• PROBLEM
Output the entries below without any alteration.

»»

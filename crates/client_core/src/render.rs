//! Text renderers for a derived candidate view.
//!
//! Both renderers take the same slice; neither filters nor reorders it.

use std::fmt::Write as _;

use shared::domain::{CandidateRecord, ScoreBand};

use crate::candidates::ViewMode;

pub const NO_RESULTS: &str = "No candidates match the current search and filter.";

/// Missing skills shown per row before collapsing into `+N more`.
const TABLE_SKILL_PREVIEW: usize = 2;

pub fn render(mode: ViewMode, candidates: &[CandidateRecord]) -> String {
    match mode {
        ViewMode::Table => render_table(candidates),
        ViewMode::Cards => render_cards(candidates),
    }
}

pub fn render_table(candidates: &[CandidateRecord]) -> String {
    if candidates.is_empty() {
        return format!("{NO_RESULTS}\n");
    }

    let mut out = String::new();
    let _ = writeln!(
        out,
        "{:<4} {:<20} {:<16} {:>6} {:<7} {:<32} {:<10}",
        "ID", "Candidate", "University", "Score", "Fit", "Missing Skills", "Submitted"
    );
    for candidate in candidates {
        let _ = writeln!(
            out,
            "{:<4} {:<20} {:<16} {:>6} {:<7} {:<32} {:<10}",
            candidate.id,
            candidate.name,
            candidate.university,
            format!("{}%", candidate.relevance_score),
            candidate.fit_verdict,
            skill_preview(&candidate.missing_skills),
            candidate.submitted_on.to_string(),
        );
    }
    out
}

pub fn render_cards(candidates: &[CandidateRecord]) -> String {
    if candidates.is_empty() {
        return format!("{NO_RESULTS}\n");
    }

    let mut out = String::new();
    for candidate in candidates {
        let _ = writeln!(out, "[{}] {}", candidate.id, candidate.name);
        let _ = writeln!(out, "    {} | GPA: {}", candidate.university, candidate.gpa);
        let _ = writeln!(
            out,
            "    Relevance: {}% ({}) | Fit: {}",
            candidate.relevance_score,
            band_label(candidate.score_band()),
            candidate.fit_verdict
        );
        if candidate.missing_skills.is_empty() {
            let _ = writeln!(out, "    Missing skills: none");
        } else {
            let _ = writeln!(
                out,
                "    Missing skills: {}",
                candidate.missing_skills.join(", ")
            );
        }
        let _ = writeln!(out, "    Submitted: {}", candidate.submitted_on);
    }
    out
}

fn skill_preview(skills: &[String]) -> String {
    let mut preview = skills
        .iter()
        .take(TABLE_SKILL_PREVIEW)
        .cloned()
        .collect::<Vec<_>>()
        .join(", ");
    if skills.len() > TABLE_SKILL_PREVIEW {
        let _ = write!(preview, " +{} more", skills.len() - TABLE_SKILL_PREVIEW);
    }
    preview
}

fn band_label(band: ScoreBand) -> &'static str {
    match band {
        ScoreBand::Strong => "strong",
        ScoreBand::Moderate => "moderate",
        ScoreBand::Weak => "weak",
    }
}

#[cfg(test)]
#[path = "tests/render_tests.rs"]
mod tests;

««

• SOLUTION
filename crates/client_core/src/render.rs
//! Text renderers for a derived candidate view.
//!
//! Both renderers take the same slice; neither filters nor reorders it.

use std::fmt::Write as _;

use shared::domain::{CandidateRecord, ScoreBand};

use crate::candidates::ViewMode;

pub const NO_RESULTS: &str = "No candidates match the current search and filter.";

/// Missing skills shown per row before collapsing into `+N more`.
const TABLE_SKILL_PREVIEW: usize = 2;

pub fn render(mode: ViewMode, candidates: &[CandidateRecord]) -> String {
    match mode {
        ViewMode::Table => render_table(candidates),
        ViewMode::Cards => render_cards(candidates),
    }
}

pub fn render_table(candidates: &[CandidateRecord]) -> String {
    if candidates.is_empty() {
        return format!("{NO_RESULTS}\n");
    }

    let mut out = String::new();
    let _ = writeln!(
        out,
        "{:<4} {:<20} {:<16} {:>6} {:<7} {:<32} {:<10}",
        "ID", "Candidate", "University", "Score", "Fit", "Missing Skills", "Submitted"
    );
    for candidate in candidates {
        let _ = writeln!(
            out,
            "{:<4} {:<20} {:<16} {:>6} {:<7} {:<32} {:<10}",
            candidate.id,
            candidate.name,
            candidate.university,
            format!("{}%", candidate.relevance_score),
            candidate.fit_verdict,
            skill_preview(&candidate.missing_skills),
            candidate.submitted_on.to_string(),
        );
    }
    out
}

pub fn render_cards(candidates: &[CandidateRecord]) -> String {
    if candidates.is_empty() {
        return format!("{NO_RESULTS}\n");
    }

    let mut out = String::new();
    for candidate in candidates {
        let _ = writeln!(out, "[{}] {}", candidate.id, candidate.name);
        let _ = writeln!(out, "    {} | GPA: {}", candidate.university, candidate.gpa);
        let _ = writeln!(
            out,
            "    Relevance: {}% ({}) | Fit: {}",
            candidate.relevance_score,
            band_label(candidate.score_band()),
            candidate.fit_verdict
        );
        if candidate.missing_skills.is_empty() {
            let _ = writeln!(out, "    Missing skills: none");
        } else {
            let _ = writeln!(
                out,
                "    Missing skills: {}",
                candidate.missing_skills.join(", ")
            );
        }
        let _ = writeln!(out, "    Submitted: {}", candidate.submitted_on);
    }
    out
}

fn skill_preview(skills: &[String]) -> String {
    let mut preview = skills
        .iter()
        .take(TABLE_SKILL_PREVIEW)
        .cloned()
        .collect::<Vec<_>>()
        .join(", ");
    if skills.len() > TABLE_SKILL_PREVIEW {
        let _ = write!(preview, " +{} more", skills.len() - TABLE_SKILL_PREVIEW);
    }
    preview
}

fn band_label(band: ScoreBand) -> &'static str {
    match band {
        ScoreBand::Strong => "strong",
        ScoreBand::Moderate => "moderate",
        ScoreBand::Weak => "weak",
    }
}

#[cfg(test)]
#[path = "tests/render_tests.rs"]
mod tests;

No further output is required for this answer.